**What you need to do:** Retype the records in full, exactly as they stand.

[Stored items]
Content starts

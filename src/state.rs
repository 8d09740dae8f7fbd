//! Shared application state.
//!
//! DESIGN
//! ======
//! `AppState` is injected into Axum handlers via the `State` extractor. It
//! holds the auth controller and the dashboard reader, both of which share
//! one backend client behind their trait objects.

use std::sync::Arc;

use crate::backend::{AuthApi, TableApi};
use crate::config::AppConfig;
use crate::services::auth::AuthController;
use crate::services::dashboard::Dashboard;

/// Clone is required by Axum; every field is cheap to clone.
#[derive(Clone)]
pub struct AppState {
    pub auth: AuthController,
    pub dashboard: Dashboard,
    /// Whether auth cookies carry the `Secure` attribute.
    pub cookie_secure: bool,
}

impl AppState {
    #[must_use]
    pub fn new(auth_api: Arc<dyn AuthApi>, tables: Arc<dyn TableApi>, config: &AppConfig) -> Self {
        let auth = AuthController::new(auth_api, tables.clone(), config.admins.clone(), config.oauth_callback_url());
        Self { auth, dashboard: Dashboard::new(tables), cookie_secure: config.cookie_secure }
    }
}

// =============================================================================
// TEST HELPERS
// =============================================================================
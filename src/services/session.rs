//! Session bookkeeping: PKCE material for third-party sign-in and the
//! registry of open `user_sessions` rows.
//!
//! ARCHITECTURE
//! ============
//! The remote auth provider owns tokens. This server only remembers which
//! tracked session row belongs to which access token, so sign-out can close
//! it. At most one open row per access token. Entries carry the token's
//! expiry and are evicted once it passes, so abandoned sessions do not
//! accumulate.

use std::collections::HashMap;
use std::fmt::Write;
use std::sync::Arc;

use base64::Engine;
use base64::engine::general_purpose::URL_SAFE_NO_PAD;
use rand::Rng;
use sha2::{Digest, Sha256};
use time::OffsetDateTime;
use tokio::sync::RwLock;

pub(crate) fn bytes_to_hex(bytes: &[u8]) -> String {
    let mut s = String::with_capacity(bytes.len() * 2);
    for b in bytes {
        let _ = write!(s, "{b:02x}");
    }
    s
}

/// Generate a PKCE code verifier: 32 random bytes as 64 hex chars.
#[must_use]
pub fn generate_code_verifier() -> String {
    let bytes: [u8; 32] = rand::rng().random();
    bytes_to_hex(&bytes)
}

/// S256 challenge: base64url(SHA-256(verifier)), no padding.
#[must_use]
pub fn code_challenge(verifier: &str) -> String {
    let mut hasher = Sha256::new();
    hasher.update(verifier.as_bytes());
    URL_SAFE_NO_PAD.encode(hasher.finalize())
}

/// A tracked `user_sessions` row that has not been closed yet.
#[derive(Debug, Clone, PartialEq, Eq)]
pub struct OpenSession {
    pub id: String,
    pub user_id: String,
    pub expires_at: OffsetDateTime,
}

impl OpenSession {
    #[must_use]
    pub fn is_expired(&self, now: OffsetDateTime) -> bool {
        self.expires_at <= now
    }
}

/// Open tracked sessions keyed by access token.
#[derive(Clone, Default)]
pub struct OpenSessions {
    inner: Arc<RwLock<HashMap<String, OpenSession>>>,
}

impl OpenSessions {
    #[must_use]
    pub fn new() -> Self {
        Self::default()
    }

    /// Track `session` for `token`, returning whatever it replaced.
    pub async fn insert(&self, token: &str, session: OpenSession) -> Option<OpenSession> {
        self.inner.write().await.insert(token.to_owned(), session)
    }

    /// Stop tracking the session for `token` and return it.
    pub async fn take(&self, token: &str) -> Option<OpenSession> {
        self.inner.write().await.remove(token)
    }

    pub async fn get(&self, token: &str) -> Option<OpenSession> {
        self.inner.read().await.get(token).cloned()
    }

    pub async fn len(&self) -> usize {
        self.inner.read().await.len()
    }

    /// Drop every entry whose token expired at or before `now` and return
    /// them with their tokens.
    pub async fn evict_expired(&self, now: OffsetDateTime) -> Vec<(String, OpenSession)> {
        let mut map = self.inner.write().await;
        let expired: Vec<String> = map
            .iter()
            .filter(|(_, s)| s.is_expired(now))
            .map(|(token, _)| token.clone())
            .collect();
        expired
            .into_iter()
            .filter_map(|token| map.remove(&token).map(|s| (token, s)))
            .collect()
    }
}

#[cfg(test)]
#[path = "session_test.rs"]
mod tests;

Content ends

**Task output:**
filename src/state.rs
repository 8d09740dae8f7fbd
//! Shared application state.
//!
//! DESIGN
//! ======
//! `AppState` is injected into Axum handlers via the `State` extractor. It
//! holds the auth controller and the dashboard reader, both of which share
//! one backend client behind their trait objects.

use std::sync::Arc;

use crate::backend::{AuthApi, TableApi};
use crate::config::AppConfig;
use crate::services::auth::AuthController;
use crate::services::dashboard::Dashboard;

/// Clone is required by Axum; every field is cheap to clone.
#[derive(Clone)]
pub struct AppState {
    pub auth: AuthController,
    pub dashboard: Dashboard,
    /// Whether auth cookies carry the `Secure` attribute.
    pub cookie_secure: bool,
}

impl AppState {
    #[must_use]
    pub fn new(auth_api: Arc<dyn AuthApi>, tables: Arc<dyn TableApi>, config: &AppConfig) -> Self {
        let auth = AuthController::new(auth_api, tables.clone(), config.admins.clone(), config.oauth_callback_url());
        Self { auth, dashboard: Dashboard::new(tables), cookie_secure: config.cookie_secure }
    }
}

// =============================================================================
// TEST HELPERS
// =============================================================================
filename src/services/session.rs
//! Session bookkeeping: PKCE material for third-party sign-in and the
//! registry of open `user_sessions` rows.
//!
//! ARCHITECTURE
//! ============
//! The remote auth provider owns tokens. This server only remembers which
//! tracked session row belongs to which access token, so sign-out can close
//! it. At most one open row per access token. Entries carry the token's
//! expiry and are evicted once it passes, so abandoned sessions do not
//! accumulate.

use std::collections::HashMap;
use std::fmt::Write;
use std::sync::Arc;

use base64::Engine;
use base64::engine::general_purpose::URL_SAFE_NO_PAD;
use rand::Rng;
use sha2::{Digest, Sha256};
use time::OffsetDateTime;
use tokio::sync::RwLock;

pub(crate) fn bytes_to_hex(bytes: &[u8]) -> String {
    let mut s = String::with_capacity(bytes.len() * 2);
    for b in bytes {
        let _ = write!(s, "{b:02x}");
    }
    s
}

/// Generate a PKCE code verifier: 32 random bytes as 64 hex chars.
#[must_use]
pub fn generate_code_verifier() -> String {
    let bytes: [u8; 32] = rand::rng().random();
    bytes_to_hex(&bytes)
}

/// S256 challenge: base64url(SHA-256(verifier)), no padding.
#[must_use]
pub fn code_challenge(verifier: &str) -> String {
    let mut hasher = Sha256::new();
    hasher.update(verifier.as_bytes());
    URL_SAFE_NO_PAD.encode(hasher.finalize())
}

/// A tracked `user_sessions` row that has not been closed yet.
#[derive(Debug, Clone, PartialEq, Eq)]
pub struct OpenSession {
    pub id: String,
    pub user_id: String,
    pub expires_at: OffsetDateTime,
}

impl OpenSession {
    #[must_use]
    pub fn is_expired(&self, now: OffsetDateTime) -> bool {
        self.expires_at <= now
    }
}

/// Open tracked sessions keyed by access token.
#[derive(Clone, Default)]
pub struct OpenSessions {
    inner: Arc<RwLock<HashMap<String, OpenSession>>>,
}

impl OpenSessions {
    #[must_use]
    pub fn new() -> Self {
        Self::default()
    }

    /// Track `session` for `token`, returning whatever it replaced.
    pub async fn insert(&self, token: &str, session: OpenSession) -> Option<OpenSession> {
        self.inner.write().await.insert(token.to_owned(), session)
    }

    /// Stop tracking the session for `token` and return it.
    pub async fn take(&self, token: &str) -> Option<OpenSession> {
        self.inner.write().await.remove(token)
    }

    pub async fn get(&self, token: &str) -> Option<OpenSession> {
        self.inner.read().await.get(token).cloned()
    }

    pub async fn len(&self) -> usize {
        self.inner.read().await.len()
    }

    /// Drop every entry whose token expired at or before `now` and return
    /// them with their tokens.
    pub async fn evict_expired(&self, now: OffsetDateTime) -> Vec<(String, OpenSession)> {
        let mut map = self.inner.write().await;
        let expired: Vec<String> = map
            .iter()
            .filter(|(_, s)| s.is_expired(now))
            .map(|(token, _)| token.clone())
            .collect();
        expired
            .into_iter()
            .filter_map(|token| map.remove(&token).map(|s| (token, s)))
            .collect()
    }
}

#[cfg(test)]
#[path = "session_test.rs"]
mod tests;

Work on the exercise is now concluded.